• [Dataset entries]:
= = = = = = =

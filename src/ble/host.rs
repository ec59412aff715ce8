//! In-memory radio for host builds.
//!
//! Behaves like a single-connection peripheral stack: a GATT table with fixed
//! size backing buffers, advertising that stops when a central connects, and
//! notifications that are only delivered once the central subscribes. The
//! `central_*` methods play the phone side and return the [`RadioEvent`] the
//! real stack would raise, so callers can feed it to the service handler.

use super::advertising::AdvertisingPayload;
use super::gatt::{
    CharAccess, CharHandle, GattRadio, RadioError, RadioEvent, ServiceDefinition, ServiceHandles,
};
use std::collections::BTreeMap;
use std::sync::{Mutex, MutexGuard, PoisonError};
use std::time::Duration;

/// First handle assigned at registration (0x0001 is usually the service itself).
const FIRST_CHAR_HANDLE: u16 = 0x0010;

#[derive(Debug)]
struct SimCharacteristic {
    access: CharAccess,
    capacity: usize,
    value: Vec<u8>,
}

#[derive(Debug, Default)]
struct SimRadioState {
    characteristics: BTreeMap<CharHandle, SimCharacteristic>,
    advertising: Option<(AdvertisingPayload, Duration)>,
    advertise_count: u32,
    central_connected: bool,
    subscribed: bool,
    notifications: Vec<(CharHandle, Vec<u8>)>,
}

/// Simulated BLE peripheral stack.
#[derive(Debug, Default)]
pub struct SimRadio {
    state: Mutex<SimRadioState>,
    unavailable: bool,
}

impl SimRadio {
    pub fn new() -> Self {
        Self::default()
    }

    /// A radio whose stack never comes up; registration and advertising fail.
    pub fn unavailable() -> Self {
        Self {
            state: Mutex::default(),
            unavailable: true,
        }
    }

    fn lock(&self) -> MutexGuard<'_, SimRadioState> {
        self.state.lock().unwrap_or_else(PoisonError::into_inner)
    }

    // ==================== Central side ====================

    /// A central connects; the peripheral stops advertising.
    pub fn central_connect(&self) -> RadioEvent {
        let mut state = self.lock();
        state.central_connected = true;
        state.advertising = None;
        RadioEvent::CentralConnect
    }

    /// The central disconnects and its subscriptions are dropped.
    pub fn central_disconnect(&self) -> RadioEvent {
        let mut state = self.lock();
        state.central_connected = false;
        state.subscribed = false;
        RadioEvent::CentralDisconnect
    }

    /// Enable or disable notifications (CCCD write) for the connected central.
    pub fn central_subscribe(&self, enabled: bool) {
        self.lock().subscribed = enabled;
    }

    /// Write from the central.
    ///
    /// Data longer than the characteristic buffer is truncated, as the real
    /// stack does, before the write event is raised.
    pub fn central_write(&self, handle: CharHandle, data: &[u8]) -> Result<RadioEvent, RadioError> {
        let mut state = self.lock();
        let characteristic = state
            .characteristics
            .get_mut(&handle)
            .ok_or(RadioError::UnknownHandle(handle))?;
        if !characteristic.access.write {
            return Err(RadioError::NotPermitted { handle, op: "write" });
        }
        let len = data.len().min(characteristic.capacity);
        characteristic.value = data[..len].to_vec();
        Ok(RadioEvent::Write {
            handle,
            data: characteristic.value.clone(),
        })
    }

    /// Read from the central; write-only characteristics are refused.
    pub fn central_read(&self, handle: CharHandle) -> Result<Vec<u8>, RadioError> {
        let state = self.lock();
        let characteristic = state
            .characteristics
            .get(&handle)
            .ok_or(RadioError::UnknownHandle(handle))?;
        if !characteristic.access.read {
            return Err(RadioError::NotPermitted { handle, op: "read" });
        }
        Ok(characteristic.value.clone())
    }

    // ==================== Inspection ====================

    pub fn is_advertising(&self) -> bool {
        self.lock().advertising.is_some()
    }

    /// Number of times advertising was (re)started.
    pub fn advertise_count(&self) -> u32 {
        self.lock().advertise_count
    }

    /// Payload currently being broadcast.
    pub fn advertising_payload(&self) -> Option<AdvertisingPayload> {
        self.lock().advertising.as_ref().map(|(p, _)| p.clone())
    }

    pub fn advertising_interval(&self) -> Option<Duration> {
        self.lock().advertising.as_ref().map(|(_, i)| *i)
    }

    pub fn is_central_connected(&self) -> bool {
        self.lock().central_connected
    }

    /// Notifications delivered so far, oldest first.
    pub fn notifications(&self) -> Vec<(CharHandle, Vec<u8>)> {
        self.lock().notifications.clone()
    }
}

impl GattRadio for SimRadio {
    fn register_service(&self, service: &ServiceDefinition) -> Result<ServiceHandles, RadioError> {
        if self.unavailable {
            return Err(RadioError::Unavailable("simulated stack failure".to_string()));
        }

        let mut state = self.lock();
        state.characteristics.clear();

        let mut handles = Vec::with_capacity(3);
        for (i, def) in service.characteristics().into_iter().enumerate() {
            let handle = CharHandle(FIRST_CHAR_HANDLE + 2 * i as u16);
            state.characteristics.insert(
                handle,
                SimCharacteristic {
                    access: def.access,
                    capacity: def.capacity,
                    value: Vec::new(),
                },
            );
            handles.push(handle);
        }

        Ok(ServiceHandles {
            network_id: handles[0],
            network_secret: handles[1],
            status: handles[2],
        })
    }

    fn advertise(&self, payload: &AdvertisingPayload, interval: Duration) -> Result<(), RadioError> {
        if self.unavailable {
            return Err(RadioError::Unavailable("simulated stack failure".to_string()));
        }
        let mut state = self.lock();
        state.advertising = Some((payload.clone(), interval));
        state.advertise_count += 1;
        Ok(())
    }

    fn gatt_write(&self, handle: CharHandle, value: &[u8]) -> Result<(), RadioError> {
        let mut state = self.lock();
        let characteristic = state
            .characteristics
            .get_mut(&handle)
            .ok_or(RadioError::UnknownHandle(handle))?;
        let len = value.len().min(characteristic.capacity);
        characteristic.value = value[..len].to_vec();
        Ok(())
    }

    fn gatt_read(&self, handle: CharHandle) -> Result<Vec<u8>, RadioError> {
        self.lock()
            .characteristics
            .get(&handle)
            .map(|c| c.value.clone())
            .ok_or(RadioError::UnknownHandle(handle))
    }

    fn notify(&self, handle: CharHandle) -> Result<(), RadioError> {
        let mut state = self.lock();
        let characteristic = state
            .characteristics
            .get(&handle)
            .ok_or(RadioError::UnknownHandle(handle))?;
        if !characteristic.access.notify {
            return Err(RadioError::NotPermitted {
                handle,
                op: "notify",
            });
        }
        if state.central_connected && state.subscribed {
            let value = characteristic.value.clone();
            state.notifications.push((handle, value));
        }
        Ok(())
    }
}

= = = = = = =

In the entries above, find each line with the word "ServiceHandles" and copy it.

• [Problem solution]:
    CharAccess, CharHandle, GattRadio, RadioError, RadioEvent, ServiceDefinition, ServiceHandles,
    fn register_service(&self, service: &ServiceDefinition) -> Result<ServiceHandles, RadioError> {
        Ok(ServiceHandles {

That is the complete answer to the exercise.